Achilles dropped to the ground, raising his shield to ward off the rain of arrows that showered around his head. Despite his nigh invulnerability, he had a bad feeling as the flaming arrows descended. Thankfully, the shield took the bulk of the bowshot. His muscles tensed, absorbing the impact. He dropped the shield and charged. Behind him, four of his finest Myrmidon Hoplites followed him to the Norse position.
Everything had been fine while they had fought on the Fields of Troy, but whispers of Athena urged them on – to the strange membranous barrier that separated this world from the next, and through it. The instant he pushed through into the next Shard, the world changed. A dense wood enfolded him, thick mist swirling around runed stones and long-dead soldiers, now just moss-covered skeletons. This was not their home, but he could sense Athena urging him still onward. The Norse were close. This was their Shard, but it wouldn’t be for long.
Shards of the Gods
The world of Tempest: Shards of the Gods has already ended. The apocalypse has come and the universe shattered into countless pieces. All that remains are the Shards, pieces of former worlds collected by the gods, who fight for dominion over what is left. The Shards are central to Tempest. They are kingdoms, dominions, realms and a universe of their own. Between the Shards, there is nothing – only æther and emptiness.
Within the game, players choose their Shard when constructing their deck. Each Shard has 15 cards associated with it, which are linked thematically and mechanically to that Shard. The Greek Shard, Flood Plains is themed around chariots and flanking tactics; while the Japanese Shard, Shrine of Cherry Blossoms is tied to priests, priestesses, komainu guardian statues, and a festival of cherry blossoms. There is a great deal of synergy within the 15 cards that come with a Shard and players are encouraged to use all 15 of those cards in their tactics during a game.
By selecting a Deity, Temple Shard and a Battleground Shard, players construct a 45 card Research Deck to play with. A Neutral Shard is one available to any player, and these benefit both sides of the conflict.
What is a Shard?
A Shard is like a pocket universe. Some are large (like the endless Ancient Woods) while others are very small (like the Island Acropolis). Those that have been claimed by the gods (Temples and Battlegrounds) tend to be hardier than those fought over (Neutral Shards). Either way, conflict within the Shard damages it and potentially collapses it.
The Shores of Geatland Shard comes with 15 cards: five Geatish Men-at-arms, along with their leaders (Beowulf, Hrothgar and Wiglaf) and their enemies (Grendel and the Dragon of Earnanæss), the sword Nægling, two Tales to complete (the Halls of Valhalla and the Saga of Beowulf), and two Hunt the Monster Event cards that help your Troops by granting them Combined Attack (the ability to attack together to take down powerful foes). Accordingly, the focus of these fifteen cards is on using Combined Attack to fight more powerful foes.

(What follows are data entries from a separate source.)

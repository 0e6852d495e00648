//! Transport module - the physical channel to one server.
//!
//! A [`Transport`] offers the two call shapes the client needs:
//! - unary: one [`UnaryRequest`] answered by one [`UnaryResponse`]
//! - transaction: a duplex call that pulls client batches from a
//!   [`RequestReceiver`] and yields server messages until either side ends
//!
//! [`TcpTransport`] speaks the framed protocol over TCP. Tests substitute
//! in-memory implementations.

mod framed;
mod tcp;

use std::future::Future;
use std::pin::Pin;

use futures_util::stream::BoxStream;

use crate::error::Result;
use crate::protocol::{ServerMessage, UnaryRequest, UnaryResponse};
use crate::stream::RequestReceiver;

pub use framed::{read_server_messages, write_client_messages, OutboundFrame};
pub use tcp::{TcpTransport, DEFAULT_CONNECT_TIMEOUT};

/// Boxed future type for object-safe transports.
pub type BoxFuture<'a, T> = Pin<Box<dyn Future<Output = T> + Send + 'a>>;

/// Inbound half of a transaction call.
///
/// An `Err` item or the end of the stream terminates the call.
pub type InboundStream = BoxStream<'static, Result<ServerMessage>>;

/// Physical channel to one server process.
pub trait Transport: Send + Sync + 'static {
    /// Single non-streamed call.
    fn call(&self, request: UnaryRequest) -> BoxFuture<'static, Result<UnaryResponse>>;

    /// Start a duplex transaction call fed by `requests`.
    ///
    /// The transport pulls `requests` until it yields `None`, then finishes
    /// the outbound half. If it can no longer write, it must hand the error to
    /// [`RequestReceiver::fail`] rather than just drop the receiver.
    fn transaction(&self, requests: RequestReceiver) -> BoxFuture<'static, Result<InboundStream>>;

    /// Address of the server this transport talks to.
    fn address(&self) -> &str;
}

While a Neutral Shard benefits both sides of a conflict, the Battleground and Temple Shards benefit only their owner. This gives a bit of a boost to the defender and prevents one player winning due to an early lead.
Shards are set out as below, beginning with a player’s first Shard (their Temple), second Shard (Battleground), a combined zone constructed of two Neutral Shards, then on to their opponent’s Shards. Unless specified otherwise, all Troops a player controls are built into their first Shard (usually their Temple). Troops advance through the Shards, fighting battles when they share a Shard with your opponent’s Troops.
When a Combat is fought at a Shard, it is damaged. Notice that the Shores of Geatland only has 2 health (HP). This means that after two Combats are fought here, it is flipped and no longer counts as a Shard. All Troops either advance or retreat from it, and all Structures on it are destroyed. This prevents players from playing an hour-long tug-of-war and brings games to a swift conclusion once battles begin in earnest.
While fighting a Combat at Shores of Geatland, the Norse player is encouraged to use the Combined Attack ability: any attacks done by units combining their attacks will deal an additional two damage, allowing even the weakest of Troops to take down the strongest of foes.
The best way to win in Tempest is to take note of your Shards’ abilities and play to their strengths.